▸ **DIRECTIONS**:
Please retype the records that appear below, exactly and in full.

---+---

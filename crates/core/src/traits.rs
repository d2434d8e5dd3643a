//! ObjectStore trait definition
//!
//! This trait defines the four storage operations the CLI needs.
//! It allows the CLI to be decoupled from the specific S3 SDK implementation.

use std::path::Path;

use async_trait::async_trait;
use jiff::Timestamp;
use serde::Serialize;

use crate::error::Result;
use crate::path::ObjectRef;

/// Metadata for a listed object
#[derive(Debug, Clone, PartialEq, Eq, Serialize)]
pub struct ObjectInfo {
    /// Object key
    pub key: String,

    /// Size in bytes
    pub size_bytes: i64,

    /// Human-readable size
    pub size_human: String,

    /// Last modified timestamp
    #[serde(skip_serializing_if = "Option::is_none")]
    pub last_modified: Option<Timestamp>,

    /// Storage class
    #[serde(skip_serializing_if = "Option::is_none")]
    pub storage_class: Option<String>,
}

impl ObjectInfo {
    /// Create a new ObjectInfo for a key of the given size
    pub fn new(key: impl Into<String>, size: i64) -> Self {
        Self {
            key: key.into(),
            size_bytes: size,
            size_human: humansize::format_size(size.max(0) as u64, humansize::BINARY),
            last_modified: None,
            storage_class: None,
        }
    }

    pub fn with_last_modified(mut self, last_modified: Timestamp) -> Self {
        self.last_modified = Some(last_modified);
        self
    }

    pub fn with_storage_class(mut self, storage_class: impl Into<String>) -> Self {
        self.storage_class = Some(storage_class.into());
        self
    }
}

/// Result of a successful upload
#[derive(Debug, Clone, PartialEq, Eq)]
pub struct UploadOutcome {
    /// Where the object was written
    pub object: ObjectRef,

    /// URL of the stored object
    pub location: String,

    /// Bytes sent
    pub size_bytes: u64,

    /// ETag returned by the backend
    pub etag: Option<String>,

    /// Whether the upload went through the multipart API
    pub multipart: bool,
}

/// Observer notified as transfer bytes move
pub trait TransferProgress: Send + Sync {
    /// `transferred` is cumulative; `total` is known once the size is
    fn on_progress(&self, transferred: u64, total: Option<u64>);
}

/// Trait for S3-compatible storage operations
///
/// This trait is implemented by the S3 adapter and can be mocked for testing.
/// Every call is independent: implementations must not rely on state left
/// behind by an earlier call.
#[async_trait]
pub trait ObjectStore: Send + Sync {
    /// Stream a local file to `target`, creating or overwriting it
    ///
    /// Fails with [`Error::Io`](crate::Error::Io) before any network request
    /// when `source` cannot be opened.
    async fn upload(&self, source: &Path, target: &ObjectRef) -> Result<UploadOutcome>;

    /// Stream `source` into a local file, returning bytes written
    ///
    /// The destination is created (or truncated) before the object is
    /// requested. A missing object is [`Error::NotFound`](crate::Error::NotFound).
    async fn download(&self, destination: &Path, source: &ObjectRef) -> Result<u64>;

    /// List every object in `bucket` whose key starts with `prefix`
    async fn list(&self, bucket: &str, prefix: &str) -> Result<Vec<ObjectInfo>>;

    /// Delete `target` and wait until it is confirmed absent
    async fn delete(&self, target: &ObjectRef) -> Result<()>;
}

---+---

▸ **TASK RESPONSE**:
filename crates/core/src/traits.rs
repository d2434d8e5dd3643a
//! ObjectStore trait definition
//!
//! This trait defines the four storage operations the CLI needs.
//! It allows the CLI to be decoupled from the specific S3 SDK implementation.

use std::path::Path;

use async_trait::async_trait;
use jiff::Timestamp;
use serde::Serialize;

use crate::error::Result;
use crate::path::ObjectRef;

/// Metadata for a listed object
#[derive(Debug, Clone, PartialEq, Eq, Serialize)]
pub struct ObjectInfo {
    /// Object key
    pub key: String,

    /// Size in bytes
    pub size_bytes: i64,

    /// Human-readable size
    pub size_human: String,

    /// Last modified timestamp
    #[serde(skip_serializing_if = "Option::is_none")]
    pub last_modified: Option<Timestamp>,

    /// Storage class
    #[serde(skip_serializing_if = "Option::is_none")]
    pub storage_class: Option<String>,
}

impl ObjectInfo {
    /// Create a new ObjectInfo for a key of the given size
    pub fn new(key: impl Into<String>, size: i64) -> Self {
        Self {
            key: key.into(),
            size_bytes: size,
            size_human: humansize::format_size(size.max(0) as u64, humansize::BINARY),
            last_modified: None,
            storage_class: None,
        }
    }

    pub fn with_last_modified(mut self, last_modified: Timestamp) -> Self {
        self.last_modified = Some(last_modified);
        self
    }

    pub fn with_storage_class(mut self, storage_class: impl Into<String>) -> Self {
        self.storage_class = Some(storage_class.into());
        self
    }
}

/// Result of a successful upload
#[derive(Debug, Clone, PartialEq, Eq)]
pub struct UploadOutcome {
    /// Where the object was written
    pub object: ObjectRef,

    /// URL of the stored object
    pub location: String,

    /// Bytes sent
    pub size_bytes: u64,

    /// ETag returned by the backend
    pub etag: Option<String>,

    /// Whether the upload went through the multipart API
    pub multipart: bool,
}

/// Observer notified as transfer bytes move
pub trait TransferProgress: Send + Sync {
    /// `transferred` is cumulative; `total` is known once the size is
    fn on_progress(&self, transferred: u64, total: Option<u64>);
}

/// Trait for S3-compatible storage operations
///
/// This trait is implemented by the S3 adapter and can be mocked for testing.
/// Every call is independent: implementations must not rely on state left
/// behind by an earlier call.
#[async_trait]
pub trait ObjectStore: Send + Sync {
    /// Stream a local file to `target`, creating or overwriting it
    ///
    /// Fails with [`Error::Io`](crate::Error::Io) before any network request
    /// when `source` cannot be opened.
    async fn upload(&self, source: &Path, target: &ObjectRef) -> Result<UploadOutcome>;

    /// Stream `source` into a local file, returning bytes written
    ///
    /// The destination is created (or truncated) before the object is
    /// requested. A missing object is [`Error::NotFound`](crate::Error::NotFound).
    async fn download(&self, destination: &Path, source: &ObjectRef) -> Result<u64>;

    /// List every object in `bucket` whose key starts with `prefix`
    async fn list(&self, bucket: &str, prefix: &str) -> Result<Vec<ObjectInfo>>;

    /// Delete `target` and wait until it is confirmed absent
    async fn delete(&self, target: &ObjectRef) -> Result<()>;
}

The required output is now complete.